Praline brownies topped with creamy brown sugar-pecan frosting and a sprinkle of sea salt are the ultimate chocolate indulgence!
- 1/2 cup unsalted butter, melted
- 1 cup sugar
- 3/4 cup unsweetened cocoa powder
- 1/4 tsp salt
- 1 1/2 tsp vanilla extract
- 2 large eggs, at room temperature
- 2/3 cup flour
- 1/2 cup bittersweet chocolate chips
- 3 Tbsp unsalted butter, cubed
- 3/4 cup light brown sugar
- 3 Tbsp milk
- 1/8 tsp salt
- 1/2 cup powdered sugar, sifted
- 1/2 tsp vanilla extract
- 1/2 cup pecans, toasted and chopped
- sea salt, for topping
- Preheat oven to 325°F and line an 8-inch square metal baking pan with parchment paper.
- Place melted butter, sugar, cocoa powder, and salt in a large bowl and stir the mixture until combined – the texture will appear granular at this point. Stir in vanilla; add eggs one at a time, stirring well after each one. When the batter is thick and shiny, add the flour and stir until completely incorporated, then beat briskly for 40 more strokes.

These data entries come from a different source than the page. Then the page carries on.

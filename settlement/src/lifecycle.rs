//! Settlement lifecycle
//!
//! ```text
//! pending ──complete──▶ completed
//!    │
//!    └────cancel──────▶ cancelled
//! ```
//!
//! Both terminal states are final. Every transition is a compare-and-swap on
//! the stored status: read the record, check the transition, write only if the
//! status is still `pending`. A lost race re-reads and re-checks, up to
//! `max_cas_retries` attempts, after which the caller gets
//! `ConcurrentModification`.
//!
//! Completing an already completed settlement is a no-op reported as
//! [`CompletionOutcome::AlreadyCompleted`], so payment callbacks can be
//! delivered more than once.

use crate::cache::SuggestionCache;
use crate::config::LifecycleConfig;
use crate::metrics::Metrics;
use crate::{Error, Result};
use async_trait::async_trait;
use chrono::Utc;
use ledger_core::{
    CasOutcome, CompletionMetadata, Currency, GroupId, LedgerSource, MinorUnits, Settlement,
    SettlementId, SettlementStatus, SettlementStore, UserId,
};
use serde::{Deserialize, Serialize};
use std::fmt;
use std::sync::Arc;
use tracing::{debug, info, warn};

/// Request to record a settlement
#[derive(Debug, Clone, PartialEq, Serialize, Deserialize)]
pub struct NewSettlement {
    /// Group
    pub group_id: GroupId,
    /// Member paying
    pub payer_id: UserId,
    /// Member receiving
    pub receiver_id: UserId,
    /// Amount in minor units
    pub amount: MinorUnits,
    /// ISO 4217 style code, validated on create
    pub currency: String,
    /// Member recording the settlement
    pub created_by: UserId,
    /// Free-form notes
    pub notes: Option<String>,
}

/// Result of `complete`
#[derive(Debug, Clone, PartialEq)]
pub enum CompletionOutcome {
    /// This call completed the settlement
    Completed(Settlement),
    /// The settlement was already completed; nothing changed
    AlreadyCompleted(Settlement),
}

impl CompletionOutcome {
    /// Settlement as stored after the call
    pub fn settlement(&self) -> &Settlement {
        match self {
            CompletionOutcome::Completed(s) | CompletionOutcome::AlreadyCompleted(s) => s,
        }
    }

    /// Check if this call performed the transition
    pub fn is_new(&self) -> bool {
        matches!(self, CompletionOutcome::Completed(_))
    }
}

/// Payment processor hook, told about every new settlement
#[async_trait]
pub trait PaymentNotifier: Send + Sync {
    /// Called after a settlement is persisted as pending
    async fn settlement_created(&self, settlement: &Settlement) -> Result<()>;
}

/// Notifier that only logs
#[derive(Debug, Default, Clone, Copy)]
pub struct LoggingNotifier;

#[async_trait]
impl PaymentNotifier for LoggingNotifier {
    async fn settlement_created(&self, settlement: &Settlement) -> Result<()> {
        info!(
            "Settlement {} created: {} -> {} {} {}",
            settlement.id,
            settlement.payer_id,
            settlement.receiver_id,
            settlement.amount,
            settlement.currency
        );
        Ok(())
    }
}

/// Creates settlements and drives their state machine
pub struct SettlementLifecycle {
    store: Arc<dyn SettlementStore>,
    ledger: Arc<dyn LedgerSource>,
    notifier: Arc<dyn PaymentNotifier>,
    cache: Option<Arc<SuggestionCache>>,
    metrics: Option<Metrics>,
    config: LifecycleConfig,
}

impl SettlementLifecycle {
    /// Create lifecycle
    pub fn new(
        store: Arc<dyn SettlementStore>,
        ledger: Arc<dyn LedgerSource>,
        notifier: Arc<dyn PaymentNotifier>,
        config: LifecycleConfig,
    ) -> Self {
        Self {
            store,
            ledger,
            notifier,
            cache: None,
            metrics: None,
            config,
        }
    }

    /// Invalidate `cache` whenever a settlement completes
    pub fn with_cache(mut self, cache: Arc<SuggestionCache>) -> Self {
        self.cache = Some(cache);
        self
    }

    /// Record transitions in `metrics`
    pub fn with_metrics(mut self, metrics: Metrics) -> Self {
        self.metrics = Some(metrics);
        self
    }

    /// Validate and persist a pending settlement
    pub async fn create(&self, request: NewSettlement) -> Result<Settlement> {
        let currency = Currency::parse(&request.currency)?;

        if request.payer_id == request.receiver_id {
            return Err(Error::InvalidSettlement(
                "payer and receiver must differ".to_string(),
            ));
        }

        if request.amount <= 0 {
            return Err(Error::InvalidSettlement(format!(
                "amount must be positive, got {}",
                request.amount
            )));
        }

        if let Some(notes) = &request.notes {
            if notes.chars().count() > self.config.max_notes_length {
                return Err(Error::InvalidSettlement(format!(
                    "notes exceed {} characters",
                    self.config.max_notes_length
                )));
            }
        }

        let members = self.ledger.members(&request.group_id).await?;
        for party in [&request.payer_id, &request.receiver_id] {
            if !members.contains(party) {
                return Err(Error::InvalidSettlement(format!(
                    "{} is not a member of group {}",
                    party, request.group_id
                )));
            }
        }

        let settlement = Settlement::pending(
            request.group_id,
            request.payer_id,
            request.receiver_id,
            request.amount,
            currency,
            request.created_by,
            request.notes,
        );
        self.store.insert(settlement.clone()).await?;

        info!(
            "Created settlement {} in group {} ({} {})",
            settlement.id, settlement.group_id, settlement.amount, settlement.currency
        );
        self.record("create", "created");

        if let Err(e) = self.notifier.settlement_created(&settlement).await {
            warn!(
                "Payment notifier failed for settlement {}: {}",
                settlement.id, e
            );
        }

        Ok(settlement)
    }

    /// Mark a pending settlement completed
    pub async fn complete(
        &self,
        id: SettlementId,
        metadata: CompletionMetadata,
    ) -> Result<CompletionOutcome> {
        let max_attempts = self.config.max_cas_retries;

        for attempt in 1..=max_attempts {
            let current = self.load(id).await?;
            match current.status {
                SettlementStatus::Pending => {}
                SettlementStatus::Completed => {
                    debug!("Settlement {} already completed", id);
                    self.record("complete", "already_completed");
                    return Ok(CompletionOutcome::AlreadyCompleted(current));
                }
                SettlementStatus::Cancelled => {
                    self.record("complete", "rejected");
                    return Err(Error::InvalidTransition {
                        id,
                        from: current.status,
                        to: SettlementStatus::Completed,
                    });
                }
            }

            let updated = current.completed(metadata.clone(), Utc::now());
            match self
                .store
                .compare_and_swap(SettlementStatus::Pending, updated.clone())
                .await?
            {
                CasOutcome::Swapped => {
                    if let Some(cache) = &self.cache {
                        let dropped = cache.invalidate(&updated.group_id, updated.currency);
                        if let Some(metrics) = &self.metrics {
                            metrics.record_invalidations(dropped);
                        }
                    }
                    info!(
                        "Completed settlement {} ({} -> {} {} {})",
                        id, updated.payer_id, updated.receiver_id, updated.amount, updated.currency
                    );
                    self.record("complete", "completed");
                    return Ok(CompletionOutcome::Completed(updated));
                }
                CasOutcome::Conflict { current } => {
                    self.conflict(id, attempt, max_attempts, current);
                }
            }
        }

        self.record("complete", "conflict");
        Err(Error::ConcurrentModification {
            id,
            attempts: max_attempts,
        })
    }

    /// Cancel a pending settlement
    pub async fn cancel(&self, id: SettlementId, reason: impl Into<String>) -> Result<Settlement> {
        let reason = reason.into();
        let max_attempts = self.config.max_cas_retries;

        for attempt in 1..=max_attempts {
            let current = self.load(id).await?;
            if current.status != SettlementStatus::Pending {
                self.record("cancel", "rejected");
                return Err(Error::InvalidTransition {
                    id,
                    from: current.status,
                    to: SettlementStatus::Cancelled,
                });
            }

            let updated = current.cancelled(reason.clone(), Utc::now());
            match self
                .store
                .compare_and_swap(SettlementStatus::Pending, updated.clone())
                .await?
            {
                CasOutcome::Swapped => {
                    info!("Cancelled settlement {}: {}", id, reason);
                    self.record("cancel", "cancelled");
                    return Ok(updated);
                }
                CasOutcome::Conflict { current } => {
                    self.conflict(id, attempt, max_attempts, current);
                }
            }
        }

        self.record("cancel", "conflict");
        Err(Error::ConcurrentModification {
            id,
            attempts: max_attempts,
        })
    }

    /// Fetch a settlement
    pub async fn get(&self, id: SettlementId) -> Result<Settlement> {
        self.load(id).await
    }

    /// Settlements of a group in one currency, oldest first
    pub async fn list(
        &self,
        group_id: &GroupId,
        currency: Currency,
        status: Option<SettlementStatus>,
    ) -> Result<Vec<Settlement>> {
        Ok(self.store.list(group_id, currency, status).await?)
    }

    async fn load(&self, id: SettlementId) -> Result<Settlement> {
        self.store
            .get(id)
            .await?
            .ok_or(Error::SettlementNotFound(id))
    }

    fn conflict(&self, id: SettlementId, attempt: u32, max: u32, current: SettlementStatus) {
        if let Some(metrics) = &self.metrics {
            metrics.record_cas_conflict();
        }
        warn!(
            "CAS conflict on settlement {} (attempt {}/{}, stored status {})",
            id, attempt, max, current
        );
    }

    fn record(&self, transition: &str, outcome: &str) {
        if let Some(metrics) = &self.metrics {
            metrics.record_transition(transition, outcome);
        }
    }
}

Fold in chocolate chips.
- Scrape batter into prepared pan and use a piece of wax paper coated with nonstick spray to press the batter evenly into the pan. Gently tap pan once to remove air bubbles.

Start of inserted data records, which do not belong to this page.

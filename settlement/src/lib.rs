//! Settlement Engine
//!
//! Turns a group's shared-expense ledger into a short list of payments that
//! clears every debt, and tracks those payments until they are confirmed.
//!
//! # Architecture
//!
//! 1. **Netting**: ledger facts + completed settlements → per-currency balances
//!    (`ledger_core::BalanceCalculator`)
//! 2. **Algorithms**: balances → ordered payment suggestions
//!    ([`algorithm`])
//! 3. **Caching**: single-flight memoization keyed by ledger fingerprint
//!    ([`cache`])
//! 4. **Lifecycle**: pending → completed | cancelled with compare-and-swap
//!    writes ([`lifecycle`])
//!
//! # Algorithms
//!
//! Largest-debtor/largest-creditor matching, the standard greedy
//! approximation of the minimum-transaction problem:
//! - At most n − 1 payments for n non-zero balances
//! - Deterministic tie-break by ascending user id
//! - Optional friend-first pre-matching
//!
//! # Example
//!
//! ```no_run
//! use ledger_core::{Currency, GroupId, MemoryLedger, MemoryStore};
//! use settlement::{Config, LoggingNotifier, SettlementEngine};
//! use std::sync::Arc;
//!
//! #[tokio::main]
//! async fn main() -> settlement::Result<()> {
//!     let ledger = Arc::new(MemoryLedger::new());
//!     let engine = SettlementEngine::new(
//!         Config::default(),
//!         ledger,
//!         Arc::new(MemoryStore::new()),
//!         Arc::new(LoggingNotifier),
//!     )?;
//!     engine.start();
//!
//!     let set = engine
//!         .compute_suggestions(&GroupId::new("trip"), Currency::USD, None)
//!         .await?;
//!     for tx in &set.transactions {
//!         println!("{}", tx);
//!     }
//!
//!     engine.shutdown();
//!     Ok(())
//! }
//! ```

#![forbid(unsafe_code)]
#![warn(
    missing_docs,
    rust_2018_idioms,
    missing_debug_implementations,
    clippy::all
)]

pub mod algorithm;
pub mod cache;
pub mod comparator;
pub mod lifecycle;
pub mod metrics;
pub mod error;
pub mod config;
pub mod engine;

// Re-exports
pub use error::{Error, Result, SUGGESTION_FAILURE_MESSAGE};
pub use config::{CacheConfig, Config, LifecycleConfig, SuggestionConfig};
pub use algorithm::{
    AlgorithmKind, FriendPreference, Greedy, MinCashFlow, SettlementStrategy, StrategyOptions,
};
pub use cache::{CacheKey, CacheStats, CachedSuggestions, LedgerFingerprint, SuggestionCache};
pub use comparator::{AlgorithmComparator, AlgorithmRun, ComparisonReport};
pub use lifecycle::{
    CompletionOutcome, LoggingNotifier, NewSettlement, PaymentNotifier, SettlementLifecycle,
};
pub use metrics::Metrics;
pub use engine::{SettlementEngine, SuggestionSet};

- Bake brownies for 23 to 24 minutes, until a toothpick inserted in the center comes out with a few crumbs attached. Remove from oven and let cool completely on a wire rack.
- For the praline frosting, combine butter, brown sugar, milk, and salt in a heavy saucepan over medium heat. Bring mixture to a boil; boil, stirring constantly, for 1 minute. Turn off the heat and whisk in vanilla and powdered sugar until smooth. Stir in pecans. Immediately pour the warm praline frosting over the brownies, tilting the pan to coat evenly.
- Let topping set, then sprinkle with sea salt and cut into squares with a sharp knife (wipe knife clean between cuts). Store leftover brownies in the refrigerator; bring to room temperature before serving.